UK unemployment rate falls to forty-year low but wages remain stuck
The UK unemployment rate has shrunk to the lowest since 1975, it was confirmed on Wednesday, though this failed to boost wages and relieve the squeeze on households.
UK unemployment fell to a 42-year low of 4.5% for the three months to May, down from the 4.6% the month before, where it was expected to remain.
Data from the Office for National Statistics showed the jobless total fell by 64,000 in the three months to May, with the number of people in work rising 175,000 to push the employment rate to an all-time high of 74.9%.
But total average wage growth for the three-month period softened to 1.8% from 2.1%, though this was expected.
A bright spot was that weekly average earnings excluding bonuses rose to 2.0% from 1.8% a month before, better than the consensus estimate of 1.9%.
With pay growth still well below average CPI inflation of 2.6% over the same period, households continue to be squeezed, which alongside the individual discomforts, puts the brakes on the UK's key growth engine in recent years and has led to GDP forecasts being cut.
Real wage growth is expected to remain in negative territory" as 2017 progresses, with the Bank of England's agents report that expected nominal pay settlements are likely to average 2.2% in 2017 after 2.7% in 2016.
IMPACT ON MPC THINKING
With consumer price inflation having risen to 2.9% in May and expected to remain not far from this level for some months, this implies negative real wage growth of 0.4% in 2017, Barclays said, meaning "households will be forced to tighten their belts, only amplified by the expected tightening in unsecured consumer credit as reported by the latest Bank of England credit conditions review, all in all leading to a consumption driven slow down in overall activity".
The Bank of England Monetary Policy Committee is even more pessimistic, forecasting real core wage growth of -0.8% for 2017.
But MPC has been increasingly hawkishness due to the low level of unemployment, which saw a 5-3 split of the vote in favour of holding interest rates in the last policy meeting.
Unemployment's fall to 4.5% takes it to what the MPC said is the natural rate of unemployment -- two years earlier than it forecast in May -- and so is likely to embolden the hawks seeking to raise interest rates this year, said economist Samuel Tombs at Pantheon Macroeconomics.
It would be a more clear cut picture were it not for what Governor Mark Carney called the “anaemic” wage growth, which Tombs agreed cast doubt over whether the economy really is close to full employment.
"Admittedly, year-over-year growth excluding bonuses picked up to a five-month high of 2.3% in May, from 1.8% in April.

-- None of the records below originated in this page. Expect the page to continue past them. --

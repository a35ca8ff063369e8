//! Deterministic completion stub that records every request.

use std::sync::Mutex;

use kba_core::{AppError, AppResult};
use kba_llm::{LlmClient, LlmRequest, LlmResponse, LlmUsage};

type Responder = Box<dyn Fn(&LlmRequest) -> AppResult<String> + Send + Sync>;

pub(crate) struct StubClient {
    responder: Responder,
    requests: Mutex<Vec<LlmRequest>>,
}

impl StubClient {
    pub(crate) fn with<F>(responder: F) -> Self
    where
        F: Fn(&LlmRequest) -> AppResult<String> + Send + Sync + 'static,
    {
        Self {
            responder: Box::new(responder),
            requests: Mutex::new(Vec::new()),
        }
    }

    pub(crate) fn replying(text: &str) -> Self {
        let text = text.to_string();
        Self::with(move |_| Ok(text.clone()))
    }

    pub(crate) fn failing(message: &str) -> Self {
        let message = message.to_string();
        Self::with(move |_| Err(AppError::Llm(message.clone())))
    }

    pub(crate) fn requests(&self) -> Vec<LlmRequest> {
        self.requests.lock().unwrap().clone()
    }

    pub(crate) fn call_count(&self) -> usize {
        self.requests.lock().unwrap().len()
    }
}

#[async_trait::async_trait]
impl LlmClient for StubClient {
    fn provider_name(&self) -> &str {
        "stub"
    }

    async fn complete(&self, request: &LlmRequest) -> AppResult<LlmResponse> {
        self.requests.lock().unwrap().push(request.clone());
        let content = (self.responder)(request)?;
        Ok(LlmResponse {
            content,
            model: request.model.clone(),
            usage: LlmUsage::default(),
        })
    }
}
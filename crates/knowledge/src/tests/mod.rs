//! Shared test helpers and end-to-end pipeline tests.

pub(crate) mod support;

But with pay settlements still anchored at 2% and the public sector wage cap still in force, the pickup likely isn’t the start of a rising trend."

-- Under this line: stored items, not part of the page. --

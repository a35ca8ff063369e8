//! LLM client abstraction and request/response types.
//!
//! This module defines the completion collaborator: anything that takes a
//! model identifier, an ordered list of role-tagged messages and a
//! temperature, and returns generated text.

use crate::types::ChatMessage;
use kba_core::AppResult;
use serde::{Deserialize, Serialize};

/// LLM completion request.
#[derive(Debug, Clone, Serialize, Deserialize)]
pub struct LlmRequest {
    /// Model identifier (e.g., "gpt-3.5-turbo")
    pub model: String,

    /// Ordered conversation sent to the provider
    pub messages: Vec<ChatMessage>,

    /// Temperature for sampling (0.0 - 2.0)
    #[serde(skip_serializing_if = "Option::is_none")]
    pub temperature: Option<f32>,

    /// Maximum tokens to generate
    #[serde(skip_serializing_if = "Option::is_none")]
    pub max_tokens: Option<u32>,
}

impl LlmRequest {
    /// Create an empty request for `model`.
    pub fn new(model: impl Into<String>) -> Self {
        Self {
            model: model.into(),
            messages: Vec::new(),
            temperature: None,
            max_tokens: None,
        }
    }

    /// Append a system message.
    pub fn with_system(mut self, content: impl Into<String>) -> Self {
        self.messages.push(ChatMessage::system(content));
        self
    }

    /// Append a user message.
    pub fn with_user(mut self, content: impl Into<String>) -> Self {
        self.messages.push(ChatMessage::user(content));
        self
    }

    /// Set the temperature for sampling.
    pub fn with_temperature(mut self, temperature: f32) -> Self {
        self.temperature = Some(temperature);
        self
    }

    /// Set the maximum tokens to generate.
    pub fn with_max_tokens(mut self, max_tokens: u32) -> Self {
        self.max_tokens = Some(max_tokens);
        self
    }

    /// Content of the last user message, if any.
    pub fn last_user_content(&self) -> Option<&str> {
        self.messages
            .iter()
            .rev()
            .find(|m| m.role == crate::types::Role::User)
            .map(|m| m.content.as_str())
    }
}

/// LLM completion response.
#[derive(Debug, Clone, Serialize, Deserialize)]
pub struct LlmResponse {
    /// The generated text
    pub content: String,

    /// Model that generated the response
    pub model: String,

    /// Usage statistics
    #[serde(default)]
    pub usage: LlmUsage,
}

/// Token usage statistics.
#[derive(Debug, Clone, Serialize, Deserialize, Default)]
pub struct LlmUsage {
    #[serde(default)]
    pub prompt_tokens: u32,

    #[serde(default)]
    pub completion_tokens: u32,

    #[serde(default)]
    pub total_tokens: u32,
}

impl LlmUsage {
    /// Create usage stats from prompt and completion token counts.
    pub fn new(prompt_tokens: u32, completion_tokens: u32) -> Self {
        Self {
            prompt_tokens,
            completion_tokens,
            total_tokens: prompt_tokens + completion_tokens,
        }
    }
}

/// Trait for completion providers.
///
/// Implementations own whatever transport state they need (HTTP client,
/// credential). Tests substitute deterministic stubs.
#[async_trait::async_trait]
pub trait LlmClient: Send + Sync {
    /// Get the provider name (e.g., "openai").
    fn provider_name(&self) -> &str;

    /// Perform a non-streaming completion.
    async fn complete(&self, request: &LlmRequest) -> AppResult<LlmResponse>;
}

#[cfg(test)]
mod tests {
    use super::*;
    use crate::types::Role;

    #[test]
    fn test_request_builder_keeps_message_order() {
        let request = LlmRequest::new("gpt-3.5-turbo")
            .with_system("sys")
            .with_user("hello")
            .with_temperature(0.2)
            .with_max_tokens(64);

        assert_eq!(request.model, "gpt-3.5-turbo");
        assert_eq!(request.messages.len(), 2);
        assert_eq!(request.messages[0].role, Role::System);
        assert_eq!(request.messages[1].role, Role::User);
        assert_eq!(request.temperature, Some(0.2));
        assert_eq!(request.max_tokens, Some(64));
        assert_eq!(request.last_user_content(), Some("hello"));
    }

    #[test]
    fn test_usage_totals() {
        let usage = LlmUsage::new(10, 5);
        assert_eq!(usage.total_tokens, 15);
    }
}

Chris Williamson at IHS Markit said the pay data showing wage growth falling further behind inflation added to the "conundrum" of why earnings growth is so anaemic given the low level of joblessness.

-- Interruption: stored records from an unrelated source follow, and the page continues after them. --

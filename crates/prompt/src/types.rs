//! Prompt types for the Knowledge Base Assistant.

use serde::{Deserialize, Serialize};

/// A prompt definition loaded from YAML.
#[derive(Debug, Clone, Serialize, Deserialize)]
pub struct PromptDefinition {
    /// Unique prompt identifier
    pub id: String,

    /// Human-readable title
    pub title: String,

    /// API version for schema evolution
    #[serde(rename = "apiVersion")]
    pub api_version: String,

    /// System message sent ahead of the rendered template
    #[serde(default, skip_serializing_if = "Option::is_none")]
    pub system: Option<String>,

    /// Template string with Handlebars syntax
    pub template: String,
}

/// A fully built prompt ready for a completion call.
#[derive(Debug, Clone, PartialEq, Serialize, Deserialize)]
pub struct BuiltPrompt {
    /// System message (optional)
    pub system: Option<String>,

    /// User message (required)
    pub user: String,

    /// Metadata about the built prompt
    pub metadata: BuiltPromptMetadata,
}

/// Metadata about a built prompt.
#[derive(Debug, Clone, PartialEq, Serialize, Deserialize)]
pub struct BuiltPromptMetadata {
    /// Source prompt ID
    #[serde(rename = "sourcePromptId")]
    pub source_prompt_id: String,

    /// Names of the template variables that were supplied
    #[serde(rename = "resolvedVariables")]
    pub resolved_variables: Vec<String>,
}

impl BuiltPrompt {
    /// Create a new built prompt.
    pub fn new(
        system: Option<String>,
        user: String,
        source_prompt_id: String,
        resolved_variables: Vec<String>,
    ) -> Self {
        Self {
            system,
            user,
            metadata: BuiltPromptMetadata {
                source_prompt_id,
                resolved_variables,
            },
        }
    }
}
//! Article store schema.

/// Tables, indexes and the FTS5 index kept in sync by triggers.
///
/// Every statement is idempotent.
pub const SCHEMA: &str = r#"
CREATE TABLE IF NOT EXISTS authors (
    id INTEGER PRIMARY KEY AUTOINCREMENT,
    name TEXT NOT NULL,
    bio TEXT NOT NULL DEFAULT ''
);

CREATE TABLE IF NOT EXISTS categories (
    id INTEGER PRIMARY KEY AUTOINCREMENT,
    name TEXT NOT NULL UNIQUE
);

CREATE TABLE IF NOT EXISTS tags (
    id INTEGER PRIMARY KEY AUTOINCREMENT,
    name TEXT NOT NULL UNIQUE
);

CREATE TABLE IF NOT EXISTS articles (
    id INTEGER PRIMARY KEY AUTOINCREMENT,
    title TEXT NOT NULL,
    content TEXT NOT NULL,
    publish_date TEXT NOT NULL,
    author_id INTEGER NOT NULL REFERENCES authors(id),
    category_id INTEGER NOT NULL REFERENCES categories(id)
);

CREATE TABLE IF NOT EXISTS article_tags (
    article_id INTEGER NOT NULL REFERENCES articles(id) ON DELETE CASCADE,
    tag_id INTEGER NOT NULL REFERENCES tags(id) ON DELETE CASCADE,
    PRIMARY KEY (article_id, tag_id)
);

CREATE INDEX IF NOT EXISTS idx_articles_publish_date ON articles(publish_date);
CREATE INDEX IF NOT EXISTS idx_articles_category ON articles(category_id);

CREATE VIRTUAL TABLE IF NOT EXISTS articles_fts USING fts5(
    title,
    content,
    content='articles',
    content_rowid='id',
    tokenize='porter unicode61'
);

CREATE TRIGGER IF NOT EXISTS articles_fts_insert AFTER INSERT ON articles BEGIN
    INSERT INTO articles_fts(rowid, title, content) VALUES (new.id, new.title, new.content);
END;

CREATE TRIGGER IF NOT EXISTS articles_fts_delete AFTER DELETE ON articles BEGIN
    INSERT INTO articles_fts(articles_fts, rowid, title, content)
    VALUES ('delete', old.id, old.title, old.content);
END;

CREATE TRIGGER IF NOT EXISTS articles_fts_update AFTER UPDATE ON articles BEGIN
    INSERT INTO articles_fts(articles_fts, rowid, title, content)
    VALUES ('delete', old.id, old.title, old.content);
    INSERT INTO articles_fts(rowid, title, content) VALUES (new.id, new.title, new.content);
END;
"#;
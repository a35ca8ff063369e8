//! Command handlers for the Knowledge Base Assistant CLI.

pub mod ask;
pub mod init_db;
pub mod prompts;
pub mod search;
pub mod serve;

// Re-export command types for convenience
pub use ask::AskCommand;
pub use init_db::InitDbCommand;
pub use prompts::PromptsCommand;
pub use search::SearchCommand;
pub use serve::ServeCommand;
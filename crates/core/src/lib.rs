//! Knowledge Base Assistant core library.
//!
//! Foundational pieces shared by every crate in the workspace:
//! - Error handling (`AppError`, `AppResult`)
//! - Logging infrastructure
//! - Configuration management

pub mod config;
pub mod error;
pub mod logging;

// Re-export commonly used types
pub use config::{AppConfig, ContextSettings, LlmSettings, ServerSettings};
pub use error::{AppError, AppResult};
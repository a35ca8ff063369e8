//! Message and provider types shared by all completion providers.

use serde::{Deserialize, Serialize};

/// Role of a chat message.
#[derive(Debug, Clone, Copy, PartialEq, Eq, Serialize, Deserialize)]
#[serde(rename_all = "lowercase")]
pub enum Role {
    System,
    User,
    Assistant,
}

impl Role {
    pub fn as_str(&self) -> &'static str {
        match self {
            Self::System => "system",
            Self::User => "user",
            Self::Assistant => "assistant",
        }
    }
}

/// A single role-tagged message.
#[derive(Debug, Clone, PartialEq, Serialize, Deserialize)]
pub struct ChatMessage {
    pub role: Role,
    pub content: String,
}

impl ChatMessage {
    pub fn new(role: Role, content: impl Into<String>) -> Self {
        Self {
            role,
            content: content.into(),
        }
    }

    pub fn system(content: impl Into<String>) -> Self {
        Self::new(Role::System, content)
    }

    pub fn user(content: impl Into<String>) -> Self {
        Self::new(Role::User, content)
    }
}

/// Provider type enum for matching.
#[derive(Debug, Clone, Copy, PartialEq, Eq)]
pub enum ProviderType {
    OpenAI,
}

impl ProviderType {
    /// Parse provider type from string.
    pub fn parse(s: &str) -> Option<Self> {
        match s.to_lowercase().as_str() {
            "openai" => Some(Self::OpenAI),
            _ => None,
        }
    }

    /// Get the canonical provider name.
    pub fn as_str(&self) -> &'static str {
        match self {
            Self::OpenAI => "openai",
        }
    }
}

#[cfg(test)]
mod tests {
    use super::*;

    #[test]
    fn test_provider_type_parsing() {
        assert_eq!(ProviderType::parse("openai"), Some(ProviderType::OpenAI));
        assert_eq!(ProviderType::parse("OpenAI"), Some(ProviderType::OpenAI));
        assert_eq!(ProviderType::parse("unknown"), None);
    }

    #[test]
    fn test_role_serializes_lowercase() {
        let msg = ChatMessage::system("be brief");
        let json = serde_json::to_value(&msg).unwrap();
        assert_eq!(json["role"], "system");
        assert_eq!(json["content"], "be brief");
    }
}
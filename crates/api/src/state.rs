//! Shared application state handed to every handler.

use std::sync::Arc;

use kba_core::{AppConfig, AppError, AppResult};
use kba_knowledge::{AnswerGenerator, ArticleStore};
use kba_llm::{create_client, LlmClient};

/// Immutable per-process state. Requests share nothing mutable.
#[derive(Clone)]
pub struct AppState {
    pub config: Arc<AppConfig>,
    pub store: ArticleStore,
    llm: Result<Arc<dyn LlmClient>, String>,
}

impl AppState {
    /// Build state from configuration.
    ///
    /// A provider that cannot be created (usually a missing credential) does
    /// not stop the server; `/api/ask` reports the configuration error
    /// instead, before touching the database.
    pub fn new(config: AppConfig) -> AppResult<Self> {
        let store = ArticleStore::open(&config.database)?;

        let llm = create_client(&config.llm).map_err(|e| {
            tracing::warn!("Completion provider unavailable: {}", e);
            match e {
                AppError::Config(message) => message,
                other => other.to_string(),
            }
        });

        Ok(Self {
            config: Arc::new(config),
            store,
            llm,
        })
    }

    /// Replace the completion provider.
    pub fn with_client(mut self, client: Arc<dyn LlmClient>) -> Self {
        self.llm = Ok(client);
        self
    }

    /// Answer generator for one request, or the configuration error explaining
    /// why none is available.
    pub fn answer_generator(&self) -> AppResult<AnswerGenerator> {
        match &self.llm {
            Ok(client) => Ok(AnswerGenerator::from_config(&self.config, client.clone())),
            Err(reason) => Err(AppError::Config(reason.clone())),
        }
    }
}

“The data certainly fuel suspicions that the Bank of England will be in no hurry to raise interest rates; there’s a strong argument that hiking borrowing costs at a time of falling real pay and heightened uncertainty regarding the economic and political outlooks would merely introduce another headwind to an already-struggling economy," Williamson said.
Given the emphasis that some members of the MPC, including Carney, have put on wanting to see a clear “firming” in wage growth before they join others in voting to hike interest rates, Paul Hollingsworth at Capital Economics said he still thinks "it is more likely than not that the MPC will hold off for a while longer, rather than raise interest rates imminently".